With its transition, OF Bank becomes the first government digital-only branchless bank in the country, and has a mandate to provide financial products and services tailored to the needs of overseas Filipinos.
And that is quite a need. OFWs have a more vital role to the Philippines than even the headline numbers would suggest, because pretty much all of those remittances – to parents, to spouses, to siblings, to kids – then go straight into productive use in the domestic economy. They are spent on food, housing, education and all the other things that domestic helpers, sailors and hospital workers around the world are sending money back to support.
“These remittances elevate not only the financial conditions of their own families, but the financial position of the Philippines, spurring economic growth,” Martin says.
Yet they are underserved in their offshore communities, sometimes cruelly so. People trying to send remittances home are stymied at every turn: draconian one-off fees, often applied to each remittance, so that someone trying to send a transfer apiece to mum, sister and daughter gets hit by the same fee three times.
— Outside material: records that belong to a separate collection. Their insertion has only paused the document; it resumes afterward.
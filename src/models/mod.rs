pub mod assignment;
pub mod audit;
pub mod fleet;
//! Errors raised while parsing widget configuration.

use thiserror::Error;

/// Configuration errors for the autocomplete widget.
#[derive(Debug, Clone, PartialEq, Eq, Error)]
pub enum Error {
    /// `keyboard_should_persist_taps` was not one of the known values.
    #[error("invalid keyboard_should_persist_taps value {0:?}: expected always, never, handled or a bool")]
    InvalidPersistTaps(String),

    /// A color string could not be parsed.
    #[error("invalid color {0:?}: expected #rrggbb, #rgb, oklch(l, c, h) or a named color")]
    InvalidColor(String),
}

pub type Result<T> = std::result::Result<T, Error>;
The list of hinderances continues: absurd foreign exchange rates; unrealistic minimums.
In the first instance, OF Bank is about making this easier. Workers can access OF Bank through an app with a few pieces of ID and some links on their phones required for registration. There is no required opening deposit, no minimum balance requirement nor fear that an account will be closed for lack of funds coming in.
There is 24/7 availability, no charges at all if transfers are between OF Bank accounts or to other Landbank accounts, and fees of P15 to P25 (between $0.29 and $0.47) to other commercial banks in the Philippines.
Martin says the bank is not at this stage handling FX, but it has offered retail onshore dollar bonds issued by the Bureau of the Treasury, and there are plans to tie up with other partners who ought to be able to trigger reductions in conversion rates.
About 18 months into its existence as OF Bank, most of the key services are up and running; there are 75,000 retail accounts on board, and in the three months to April there were P1.8 billion in banking inflows, P800 million from the remittances base.
There is also a broader point about digital banking as a mechanism for financial inclusion, which has been a mainstay of Duterte policy, or rather a mainstay of Bangko Sentral ng Pilipinas governor Benjamin Diokno and Finance Secretary Carlos Dominguez under the broader poverty alleviation ideas of the president.
“What we are trying to do at OF Bank is to make digital banking more accessible, more palatable to the appetite of Filipinos who traditionally are not very much into digital banking because of the apprehension that money will be lost because it’s in the air,” Martin says. “The pandemic jump-started the reduction in the digital divide.”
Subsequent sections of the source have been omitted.